Exercise requirements:
From the line that contains "fn extract_title(&self, page: &Page)" to the final line of the entries, return every line exactly and leave out all others.

-- Opening Marker --

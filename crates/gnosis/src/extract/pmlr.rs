//! PMLR proceedings pages (`proceedings.mlr.press/v.../*.html`).

use super::*;

/// Extractor for PMLR.
pub(crate) struct Pmlr;

impl PaperExtractor for Pmlr {
  fn extract_title(&self, page: &Page) -> Option<String> {
    first_text(&page.document, "title").and_then(|title| clean_title(&title))
  }

  fn extract_authors(&self, page: &Page) -> Option<String> {
    let raw = first_text(&page.document, "div#authors")?.replace(['\r', '\n', ';'], "");
    let authors = raw.split(',').map(str::trim).collect::<Vec<_>>().join(",");
    non_empty(&authors)
  }

  fn extract_abstract(&self, page: &Page) -> Option<String> {
    first_text(&page.document, "div#abstract")
  }

  fn extract_download_link(&self, page: &Page) -> Option<String> {
    select(&page.document, "a")
      .into_iter()
      .find(|anchor| text_of(*anchor) == "Download PDF")
      .and_then(|anchor| anchor.value().attr("href"))
      .map(str::to_string)
  }
}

-- Closing Marker --

Written solution:
  fn extract_title(&self, page: &Page) -> Option<String> {
    first_text(&page.document, "title").and_then(|title| clean_title(&title))
  }

  fn extract_authors(&self, page: &Page) -> Option<String> {
    let raw = first_text(&page.document, "div#authors")?.replace(['\r', '\n', ';'], "");
    let authors = raw.split(',').map(str::trim).collect::<Vec<_>>().join(",");
    non_empty(&authors)
  }

  fn extract_abstract(&self, page: &Page) -> Option<String> {
    first_text(&page.document, "div#abstract")
  }

  fn extract_download_link(&self, page: &Page) -> Option<String> {
    select(&page.document, "a")
      .into_iter()
      .find(|anchor| text_of(*anchor) == "Download PDF")
      .and_then(|anchor| anchor.value().attr("href"))
      .map(str::to_string)
  }
}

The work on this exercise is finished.